* **YOUR INSTRUCTIONS**: Within the entries below, find the portion that opens with the line containing "between records are" and closes with the line containing "3. **Passenger classification". Retype that portion exactly and only.

* **RECORD EXTRACTS**:
=== Section Start ===
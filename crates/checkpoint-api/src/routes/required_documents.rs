//! # Required Documents API
//!
//! Which documents a traveler needs, given nationality, origin and
//! destination.

use axum::extract::rejection::QueryRejection;
use axum::extract::{Query, State};
use axum::routing::get;
use axum::{Json, Router};
use checkpoint_core::CountryCode;
use serde::Deserialize;
use utoipa::IntoParams;

use crate::error::AppError;
use crate::extractors::extract_query;
use crate::state::AppState;

/// Required-document query. Each value is an ISO 3166-1 alpha-2 code.
#[derive(Debug, Deserialize, IntoParams)]
#[into_params(parameter_in = Query)]
pub struct RequiredDocumentParams {
    pub nationality: Option<String>,
    pub origin: Option<String>,
    pub destination: Option<String>,
}

impl RequiredDocumentParams {
    /// Validate the three codes in nationality, origin, destination order.
    fn countries(&self) -> Result<Vec<CountryCode>, AppError> {
        [
            ("nationality", &self.nationality),
            ("origin", &self.origin),
            ("destination", &self.destination),
        ]
        .into_iter()
        .map(|(name, value)| -> Result<CountryCode, AppError> {
            let value = value
                .as_deref()
                .ok_or_else(|| AppError::Validation(format!("`{name}` is required")))?;
            Ok(CountryCode::assigned(value)?)
        })
        .collect()
    }
}

/// Build the required documents router.
pub fn router() -> Router<AppState> {
    Router::new().route("/api/RequiredDocument", get(required_documents))
}

/// GET /api/RequiredDocument: Links to the documents a traveler needs.
#[utoipa::path(
    get,
    path = "/api/RequiredDocument",
    params(RequiredDocumentParams),
    responses(
        (status = 200, description = "Required-document links", body = Vec<String>),
        (status = 422, description = "Missing or invalid country code", body = crate::error::ErrorBody),
    ),
    tag = "required_documents"
)]
async fn required_documents(
    State(state): State<AppState>,
    params: Result<Query<RequiredDocumentParams>, QueryRejection>,
) -> Result<Json<Vec<String>>, AppError> {
    let countries = extract_query(params)?.countries()?;
    Ok(Json(state.registry.required_links(&countries)))
}
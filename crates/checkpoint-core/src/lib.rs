#![deny(missing_docs)]

//! # checkpoint-core: Foundational Types for the Border Checkpoint Service
//!
//! Every other crate in the workspace builds on the types defined here. The
//! crate has no internal dependencies, only `serde`, `thiserror`, `chrono`
//! and `uuid` from the external ecosystem.
//!
//! ## Design Principles
//!
//! 1. **Newtype wrappers for identifiers.** A [`DocumentId`] cannot be passed
//!    where a [`CrossingId`] is expected. Back-references between records are
//!    expressed with these ids, never with owning pointers.
//!
//! 2. **Validated country codes.** [`CountryCode`] is the only way a country
//!    enters the system. Construction normalises case and checks shape; the
//!    stricter [`CountryCode::assigned`] also checks the ISO 3166-1 registry.
//!
//! 3. **Passenger classification is a sum type.** [`PassengerType`] carries a
//!    `kind` discriminant with one payload per variant.

pub mod country;
pub mod domain;
pub mod error;
pub mod identity;
pub mod temporal;

pub use country::CountryCode;
pub use domain::{HumanCategory, MerchandiseDetails, PassengerKind, PassengerType, Transport};
pub use error::ValidationError;
pub use identity::{AnomalyId, CrossingId, DocumentId, PersonId, TollOfficeId, UserId};
pub use temporal::parse_utc;
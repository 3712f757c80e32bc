//! CNN coronavirus questions-and-answers scraper.
//!
//! The interactive page lists every question as three sibling sequences:
//! `.question-q` (question), `.question-a` (answer) and `.question-t` (tag
//! container holding one `span` per tag). The sequences are aligned by index
//! and the tags are joined with `;` into the category.
//!
//! Question and answer text is kept exactly as it appears in the page.

use crate::document::Document;
use crate::error::ScrapeError;
use crate::fetch::FetchPage;
use crate::models::QaRecord;
use crate::normalize::{Whitespace, normalize};
use chrono::NaiveDate;
use itertools::Itertools;
use tracing::{info, instrument};

const QUESTION_CLASS: &str = "question-q";
const ANSWER_CLASS: &str = "question-a";
const TAGS_CLASS: &str = "question-t";
const TAG_TAG: &str = "span";
const TAG_SEPARATOR: &str = ";";

/// Fetch the CNN page and extract every question.
///
/// # Returns
///
/// One record per `.question-q`, in page order, all stamped with `page_url`
/// and `today`.
///
/// # Errors
///
/// Fetch errors are passed through. See [`parse_page`] for the structural
/// checks.
#[instrument(level = "info", skip_all, fields(%page_url))]
pub async fn extract_page<F: FetchPage>(
    fetcher: &F,
    page_url: &str,
    today: NaiveDate,
) -> Result<Vec<QaRecord>, ScrapeError> {
    let html = fetcher.fetch(page_url).await?;
    let records = parse_page(&html, page_url, today)?;
    info!(count = records.len(), source = page_url, "Extracted CNN questions");
    Ok(records)
}

/// Extract QA pairs from the CNN page.
///
/// The three sequences must have the same length; otherwise tags and
/// answers cannot be attributed and the page is rejected. A page with no
/// questions at all is rejected too.
pub fn parse_page(
    html: &str,
    page_url: &str,
    today: NaiveDate,
) -> Result<Vec<QaRecord>, ScrapeError> {
    let document = Document::parse(html);
    let questions = document.find_all_by_class(QUESTION_CLASS);
    if questions.is_empty() {
        return Err(ScrapeError::mismatch(
            page_url,
            format!("no .{QUESTION_CLASS} questions on page"),
        ));
    }
    let answers = document.find_all_by_class(ANSWER_CLASS);
    let tags = document.find_all_by_class(TAGS_CLASS);

    if questions.len() != answers.len() || questions.len() != tags.len() {
        return Err(ScrapeError::mismatch(
            page_url,
            format!(
                "{} questions, {} answers, {} tag containers",
                questions.len(),
                answers.len(),
                tags.len()
            ),
        ));
    }

    let records = questions
        .iter()
        .zip(&answers)
        .zip(&tags)
        .map(|((question, answer), tag_box)| QaRecord {
            captured_date: today,
            source_url: page_url.to_string(),
            category: tag_box
                .find_all_by_tag(TAG_TAG)
                .iter()
                .map(|span| span.text())
                .join(TAG_SEPARATOR),
            question: normalize(&question.text(), Whitespace::Raw),
            answer: normalize(&answer.text(), Whitespace::Raw),
        })
        .collect();
    Ok(records)
}

#[cfg(test)]
mod tests {
    use super::*;

    const URL: &str =
        "https://edition.cnn.com/interactive/2020/health/coronavirus-questions-answers/";

    fn today() -> NaiveDate {
        NaiveDate::from_ymd_opt(2026, 10, 18).unwrap()
    }

    #[test]
    fn test_joins_tags_and_keeps_raw_text() {
        let html = r#"
            <div class="question">
              <div class="question-q">Can I get it twice?
</div>
              <div class="question-a"><p>Yes, reinfection happens.</p></div>
              <div class="question-t"><span>Immunity</span><span>Reinfection</span></div>
            </div>
            <div class="question">
              <div class="question-q">Do masks work?</div>
              <div class="question-a">They help.</div>
              <div class="question-t"></div>
            </div>
        "#;
        let records = parse_page(html, URL, today()).unwrap();
        assert_eq!(records.len(), 2);
        assert_eq!(records[0].category, "Immunity;Reinfection");
        assert_eq!(records[0].question, "Can I get it twice?\n");
        assert_eq!(records[0].answer, "Yes, reinfection happens.");
        assert_eq!(records[1].category, "");
        assert!(records.iter().all(|r| r.source_url == URL && r.captured_date == today()));
    }

    #[test]
    fn test_misaligned_sequences_rejected() {
        let html = r#"
            <div class="question-q">Q1</div><div class="question-q">Q2</div>
            <div class="question-a">A1</div><div class="question-a">A2</div>
            <div class="question-t"><span>x</span></div>
        "#;
        let err = parse_page(html, URL, today()).unwrap_err();
        assert!(err.to_string().contains("2 questions, 2 answers, 1 tag containers"));
    }

    #[test]
    fn test_page_without_questions_is_mismatch() {
        let err = parse_page("<div class='redesigned'>FAQ</div>", URL, today()).unwrap_err();
        assert!(matches!(err, ScrapeError::StructuralMismatch { .. }));
    }
}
=== Section End ===
* **YOUR SOLUTION**:
//!    where a [`CrossingId`] is expected. Back-references between records are
//!    expressed with these ids, never with owning pointers.
//!
//! 2. **Validated country codes.** [`CountryCode`] is the only way a country
//!    enters the system. Construction normalises case and checks shape; the
//!    stricter [`CountryCode::assigned`] also checks the ISO 3166-1 registry.
//!
//! 3. **Passenger classification is a sum type.** [`PassengerType`] carries a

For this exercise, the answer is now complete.